Entretien avec François Berreur et Joëlle Gayot

Rodrigo García est l'auteur de plusieurs pièces. Vous avez choisi de créer Prometeo, qui figure parmi ses premiers écrits. Pourquoi ?


J'envisage depuis trois ans de travailler sur Prometeo. J'y pensais déjà lorsque je mettais en scène Voyage à La Haye de Jean-Luc Lagarce. À l'origine, je voulais faire un diptyque Le Cid - Prometeo. Deux textes qui tournent autour de la notion du héros et du sacrifice. À ceci près qu'ils décrivent des trajectoires opposées. Dans le Cid, le personnage ne revendique pas le fait d'être un héros aux yeux des autres, il ne veut pas assumer cette position. Dans Prometeo, le héros, c'est-à-dire le boxeur, choisit le sacrifice.
Et puis, le temps a passé, j'ai créé d'autres pièces. Mais je m'aperçois aujourd'hui qu'il y a des échos, des résonances entre Lagarce et García. Par exemple, l'image d'un homme qui revient dans sa famille ou qui cherche à lui échapper.
Ceci dit, si j'ai tendance, dans mes choix de mise en scène, à me fier à mes intuitions, qui sont inexplicables, secrètes, ce ne sont pas elles néanmoins qui déterminent ma volonté de mettre en scène.
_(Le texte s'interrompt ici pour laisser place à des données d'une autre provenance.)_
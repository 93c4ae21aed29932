pub mod events;
pub mod format;
pub mod metrics;

pub use metrics::init_prometheus;
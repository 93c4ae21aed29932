use alloy::primitives::TxHash;
use thiserror::Error;

use crate::chain::ChainError;

use super::types::codes;

#[derive(Debug, Error)]
pub enum EngineError {
    #[error("invalid configuration: {0}")]
    InvalidConfig(String),
    #[error("signing key is not configured")]
    MissingSigner,
    #[error("no liquidity found{}", last_error_suffix(.last_error))]
    NoLiquidityFound { last_error: Option<ChainError> },
    #[error(transparent)]
    Chain(ChainError),
    #[error("approval transaction {tx} reverted")]
    ApprovalReverted { tx: TxHash },
    #[error("approval transaction {tx} not confirmed after {attempts} polls")]
    ApprovalTimeout { tx: TxHash, attempts: u32 },
    #[error("request cancelled")]
    Cancelled,
}

fn last_error_suffix(last_error: &Option<ChainError>) -> String {
    match last_error {
        Some(err) => format!(": {err}"),
        None => String::new(),
    }
}

impl From<ChainError> for EngineError {
    fn from(err: ChainError) -> Self {
        match err {
            ChainError::Cancelled => EngineError::Cancelled,
            other => EngineError::Chain(other),
        }
    }
}

impl EngineError {
    pub fn is_approval_failure(&self) -> bool {
        matches!(
            self,
            EngineError::ApprovalReverted { .. } | EngineError::ApprovalTimeout { .. }
        )
    }

    /// 对外错误码：授权失败为 1，其余归为内部错误。
    pub fn code(&self) -> u32 {
        if self.is_approval_failure() {
            codes::APPROVAL_FAILED
        } else {
            codes::INTERNAL
        }
    }
}

pub type EngineResult<T> = Result<T, EngineError>;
Je fais du théâtre, avant tout, pour confronter des textes au plateau, pour en vérifier et en dégager la théâtralité. Mon désir est de faire entendre l'écriture, le monde d'un poète, pas mon univers à moi.
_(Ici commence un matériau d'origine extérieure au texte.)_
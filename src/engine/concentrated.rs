use std::sync::Arc;

use alloy::primitives::{TxHash, U256};
use tokio_util::sync::CancellationToken;
use tracing::{debug, info, warn};

use crate::bindings::{ConcentratedRouter, ExactInputSingle, encode_single_hop};
use crate::chain::{ChainError, Network};

use super::allowance::AllowanceManager;
use super::error::{EngineError, EngineResult};
use super::orchestrator::{ExecutionSettings, SwapFailure, unix_deadline};
use super::params::TxParamsBuilder;
use super::types::{DexVersion, Quote, QuoteRequest, SwapRequest, SwapResult, codes};

/// v3 路由：按费率档位顺序探测，第一个成功的档位即采用，不做比价。
pub struct ConcentratedOrchestrator {
    network: Network,
    router: Arc<dyn ConcentratedRouter>,
    allowance: AllowanceManager,
    params: Arc<TxParamsBuilder>,
    settings: ExecutionSettings,
}

impl ConcentratedOrchestrator {
    pub fn new(
        network: Network,
        router: Arc<dyn ConcentratedRouter>,
        allowance: AllowanceManager,
        params: Arc<TxParamsBuilder>,
        settings: ExecutionSettings,
    ) -> Self {
        Self {
            network,
            router,
            allowance,
            params,
            settings,
        }
    }

    pub fn network(&self) -> Network {
        self.network
    }

    pub async fn quote(
        &self,
        request: &QuoteRequest,
        cancel: &CancellationToken,
    ) -> EngineResult<Quote> {
        let amount_in = U256::from(request.amount);
        let mut last_error: Option<ChainError> = None;

        for &fee in &self.settings.fee_tiers {
            if cancel.is_cancelled() {
                return Err(EngineError::Cancelled);
            }
            let path = encode_single_hop(request.token_in, fee, request.token_out);
            match self.router.quote_exact_input(path, amount_in, cancel).await {
                Ok(amount_out) => {
                    debug!(
                        target: "engine::quote",
                        network = %self.network,
                        fee,
                        amount_out = %amount_out,
                        "费率档位报价成功"
                    );
                    return Ok(Quote {
                        token_in: request.token_in,
                        token_out: request.token_out,
                        amount_in,
                        amount_out,
                        slippage_bps: request.slippage_bps,
                        dex: DexVersion::V3,
                        chain: self.network,
                        fee_tier: Some(fee),
                    });
                }
                Err(ChainError::Cancelled) => return Err(EngineError::Cancelled),
                Err(err) => {
                    debug!(
                        target: "engine::quote",
                        network = %self.network,
                        fee,
                        error = %err,
                        "费率档位无可用报价"
                    );
                    last_error = Some(err);
                }
            }
        }

        Err(EngineError::NoLiquidityFound { last_error })
    }

    pub async fn swap(
        &self,
        request: &SwapRequest,
        cancel: &CancellationToken,
    ) -> Result<SwapResult, SwapFailure> {
        let quote = &request.quote;
        let owner = match self.params.identity().signer() {
            Ok(signer) => signer.address(),
            Err(err) => return Ok(SwapResult::failed(codes::INTERNAL, err.to_string(), quote)),
        };

        let spender = self.router.address();
        if let Err(err) = self
            .allowance
            .ensure(quote.token_in, owner, spender, quote.amount_in, cancel)
            .await
        {
            return Err(SwapFailure::approval(err, quote));
        }

        let amount_out_min = self
            .settings
            .min_output
            .min_output(quote.amount_out, quote.slippage_bps);

        let mut last_error: Option<EngineError> = None;
        for &fee in &self.settings.fee_tiers {
            match self.submit(request, fee, amount_out_min, cancel).await {
                Ok(tx) => {
                    info!(
                        target: "engine::swap",
                        network = %self.network,
                        dex = "v3",
                        fee,
                        tx = %tx,
                        amount_in = %quote.amount_in,
                        amount_out_min = %amount_out_min,
                        "兑换交易已广播"
                    );
                    return Ok(SwapResult::pending(tx, quote, amount_out_min, Some(fee)));
                }
                Err(EngineError::Cancelled) => {
                    last_error = Some(EngineError::Cancelled);
                    break;
                }
                Err(err) => {
                    warn!(
                        target: "engine::swap",
                        network = %self.network,
                        dex = "v3",
                        fee,
                        error = %err,
                        "费率档位提交失败，尝试下一档"
                    );
                    last_error = Some(err);
                }
            }
        }

        let message = match last_error {
            Some(err) => err.to_string(),
            None => "no fee tier configured".to_string(),
        };
        Ok(SwapResult::failed(codes::SWAP_FAILED, message, quote))
    }

    async fn submit(
        &self,
        request: &SwapRequest,
        fee: u32,
        amount_out_min: U256,
        cancel: &CancellationToken,
    ) -> EngineResult<TxHash> {
        let auth = self.params.build(cancel).await?;
        let swap = ExactInputSingle {
            token_in: request.quote.token_in,
            token_out: request.quote.token_out,
            fee,
            recipient: request.recipient,
            deadline: unix_deadline(self.settings.deadline_secs),
            amount_in: request.quote.amount_in,
            amount_out_minimum: amount_out_min,
            sqrt_price_limit_x96: U256::ZERO,
        };
        let tx = self.router.exact_input_single(&swap, &auth).await?;
        auth.commit();
        Ok(tx)
    }
}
Quel est donc, selon vous, l'univers développé par Rodrigo García, dans Prometeo ?


Avant tout, il faut préciser que Prometeo n'est absolument pas une adaptation d'Eschyle.
Rodrigo García part des bribes de notre connaissance du mythe et il rêve autour du sort de Prométhée.
Rodrigo m'a dit récemment que c'est la lecture de la biographie de Kid Chocolate qui est à l'origine de la pièce. Il y a une figure centrale : c'est le boxeur. Il sera interprété par Marcial Di Fonzo Bo. La pièce démarre par lui, sur une situation concrète, dont elle se dégage très vite pour aller vers des zones plus poétiques. Le boxeur pose des questions fondamentales. Il offre son corps, en sacrifice. Sa passion se situe dans le combat. La passion de Prométhée, c'était sa volonté d'apporter le feu aux hommes, et, au-delà, la connaissance, les arts. Cela me permet de rebondir sur d'autres questions, de retrouver l'idée de l'acteur. Pourquoi y a-t-il encore des comédiens sur des planches, pourquoi fait-on encore du théâtre ?
Je pense, pour ma part, que le théâtre sera un des grands arts du XXIe siècle. Et la pièce de Rodrigo parle de ça. Un homme, qu'on appelle acteur, monte sur un plateau. Il parle et s'adresse à des gens qui l'écoutent et sont émus de ce qu'ils entendent. Qu'est-ce qui génère cette émotion ? C'est l'essence même du geste artistique qui est mise en jeu.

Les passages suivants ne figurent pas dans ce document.